Work in organic synthesis rarely stands still. New routes for preparing substituted pyridines—whether by direct C–H activation, streamlined bromination processes, or greener solvents—could further improve the cost, accessibility, and safety of 2-Methoxy-3-Nitro-5-Bromopyridine. Global teams exist within a web of intellectual exchange, with open-source publications and preprints increasing the speed of idea sharing.
Colleagues in Asia, Europe, and North America increasingly share protocols and analytical data, raising the bar for quality and reliability. From troubleshooting a stubborn cross-coupling to sharing insights at a conference, the value in exchanging practical tips cannot be overstated.
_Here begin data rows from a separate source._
// Copyright 2024 FastLabs Developers
//
// Licensed under the Apache License, Version 2.0 (the "License");
// you may not use this file except in compliance with the License.
// You may obtain a copy of the License at
//
//     http://www.apache.org/licenses/LICENSE-2.0
//
// Unless required by applicable law or agreed to in writing, software
// distributed under the License is distributed on an "AS IS" BASIS,
// WITHOUT WARRANTIES OR CONDITIONS OF ANY KIND, either express or implied.
// See the License for the specific language governing permissions and
// limitations under the License.

//! The three interchangeable update bodies: bitwise, bytewise (slice-by-1),
//! and wordwise (slice-by-8). All three operate on the engine's internalized
//! accumulator and must be observationally equivalent — swapping kernels
//! mid-stream never changes a later digest.

use crate::primitives::{byteswap64, host_is_little_endian};

/// Which update body an engine drives its accumulator through.
///
/// The default is [`Kernel::Wordwise`]: it is never slower than the other
/// two and is the kernel every unqualified `Crc` constructor selects.
#[derive(Debug, Clone, Copy, PartialEq, Eq, Default)]
pub enum Kernel {
    /// Bit-by-bit update. Used for partial words and as the reference
    /// implementation tables are derived from.
    Bitwise,
    /// Slice-by-1: one 256-entry table, one dependent table lookup per byte.
    Bytewise,
    /// Slice-by-8: eight 256-entry tables, independent lookups per 8-byte
    /// chunk.
    #[default]
    Wordwise,
}

/// Feeds a `bits`-wide word (already masked to its low `bits` bits by the
/// caller) through the bit-by-bit kernel, starting from `accum`.
///
/// `bits == 0` is a no-op. This is the primitive every table is built from:
/// a byte table entry for byte `k` is exactly
/// `step_bitwise(0, k as u64, 8, refin, poly_int)`.
pub(crate) fn step_bitwise(mut accum: u64, word: u64, bits: u8, refin: bool, poly_int: u64) -> u64 {
    if bits == 0 {
        return accum;
    }
    if refin {
        accum ^= word;
        for _ in 0..bits {
            accum = if accum & 1 != 0 {
                (accum >> 1) ^ poly_int
            } else {
                accum >> 1
            };
        }
    } else {
        accum ^= word << (64 - bits as u32);
        for _ in 0..bits {
            accum = if accum & (1 << 63) != 0 {
                (accum << 1) ^ poly_int
            } else {
                accum << 1
            };
        }
    }
    accum
}

/// Feeds whole bytes through the bit-by-bit kernel.
pub(crate) fn update_bitwise(accum: u64, data: &[u8], refin: bool, poly_int: u64) -> u64 {
    data.iter()
        .fold(accum, |a, &b| step_bitwise(a, b as u64, 8, refin, poly_int))
}

/// Feeds whole bytes through the slice-by-1 table.
pub(crate) fn update_bytewise(mut accum: u64, table: &[u64; 256], data: &[u8], refin: bool) -> u64 {
    for &b in data {
        accum = if refin {
            table[((accum ^ b as u64) & 0xFF) as usize] ^ (accum >> 8)
        } else {
            table[(((accum >> 56) ^ b as u64) & 0xFF) as usize] ^ (accum << 8)
        };
    }
    accum
}

/// True when the wordwise fast loop's 8-byte native load does not already
/// land the bytes in the byte order this algorithm's orientation expects —
/// reflected (`refin`) algorithms expect a little-endian load, non-reflected
/// algorithms expect big-endian, matching whichever end of the register a
/// byte enters first. When this is true, [`crate::table::word_table_for`]
/// pre-byteswaps every table entry and [`update_wordwise`] byteswaps the
/// accumulator once on the way in and once on the way out, so the hot loop
/// itself can still issue a plain native-endian load every iteration.
pub(crate) fn needs_word_table_swap(refin: bool) -> bool {
    refin != host_is_little_endian()
}

/// Feeds bytes through the slice-by-8 tables, falling back to the byte table
/// for the final `< 8`-byte tail.
///
/// There is no pointer-alignment prelude: `u64::from_ne_bytes` copies a
/// fixed-size byte array by value, which has no alignment requirement in
/// Rust, so the fast loop runs from the first byte of `data`.
pub(crate) fn update_wordwise(
    mut accum: u64,
    byte_table: &[u64; 256],
    word_table: &[[u64; 256]; 8],
    data: &[u8],
    refin: bool,
    swap: bool,
) -> u64 {
    let mut chunks = data.chunks_exact(8);
    if swap {
        accum = byteswap64(accum);
    }
    for chunk in &mut chunks {
        let word = u64::from_ne_bytes(chunk.try_into().expect("chunk is exactly 8 bytes"));
        let combined = accum ^ word;
        accum = (0..8).fold(0u64, |acc, j| {
            acc ^ word_table[j][((combined >> (8 * j)) & 0xFF) as usize]
        });
    }
    if swap {
        accum = byteswap64(accum);
    }
    update_bytewise(accum, byte_table, chunks.remainder(), refin)
}

#[cfg(test)]
mod tests {
    use super::*;

    const CRC32_POLY_INT_REFIN: u64 = 0xEDB8_8320; // bitswap(0x04C11DB7, 32)

    fn byte_table(refin: bool, poly_int: u64) -> [u64; 256] {
        let mut table = [0u64; 256];
        for (k, slot) in table.iter_mut().enumerate() {
            *slot = step_bitwise(0, k as u64, 8, refin, poly_int);
        }
        table
    }

    #[test]
    fn bytewise_and_bitwise_agree() {
        let table = byte_table(true, CRC32_POLY_INT_REFIN);
        let data = b"123456789";
        let via_bitwise = update_bitwise(0xFFFF_FFFF, data, true, CRC32_POLY_INT_REFIN);
        let via_bytewise = update_bytewise(0xFFFF_FFFF, &table, data, true);
        assert_eq!(via_bitwise, via_bytewise);
    }

    #[test]
    fn wordwise_matches_bytewise_across_lengths() {
        let table = byte_table(true, CRC32_POLY_INT_REFIN);
        let mut word_table = [[0u64; 256]; 8];
        word_table[0] = table;
        for t in 1..8 {
            for k in 0..256 {
                let prev = word_table[t - 1][k];
                word_table[t][k] = table[(prev & 0xFF) as usize] ^ (prev >> 8);
            }
        }
        let swap = needs_word_table_swap(true);
        if swap {
            for t in word_table.iter_mut() {
                for e in t.iter_mut() {
                    *e = byteswap64(*e);
                }
            }
        }
        for len in [0usize, 1, 7, 8, 9, 15, 16, 17, 64, 100] {
            let data: Vec<u8> = (0..len as u8).collect();
            let expected = update_bytewise(0xFFFF_FFFF, &table, &data, true);
            let actual = update_wordwise(0xFFFF_FFFF, &table, &word_table, &data, true, swap);
            assert_eq!(actual, expected, "mismatch at len {len}");
        }
    }

    #[test]
    fn zero_bits_is_identity() {
        assert_eq!(step_bitwise(0x1234, 0, 0, true, 0xEDB8_8320), 0x1234);
    }
}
Adoption of better analytical methods—solid-state NMR, mass-directed purification, or ultra-fast chromatography—also supports reproducibility and confidence in day-to-day lab work.
The rising tide of interest in personalized medicine, advanced materials, and agrichemical efficiency places steady demand on building blocks like 2-Methoxy-3-Nitro-5-Bromopyridine. Reliable access and clear communication around analytical verification will keep its role central in both proof-of-concept and production environments. As regulatory scrutiny increases, chemists find themselves navigating safety requirements, environmental goals, and market pressures.
Collaborative solutions—integrating supplier feedback, in-house quality controls, and transparent analytical data—make it easier to catch issues before scale-up or regulatory review. Judging from years in different chemical environments, success hinges on careful sourcing, active communication, and open feedback loops. Teams that invest in these practices stand to reduce waste, increase project velocity, and set new standards for responsible chemical research and development.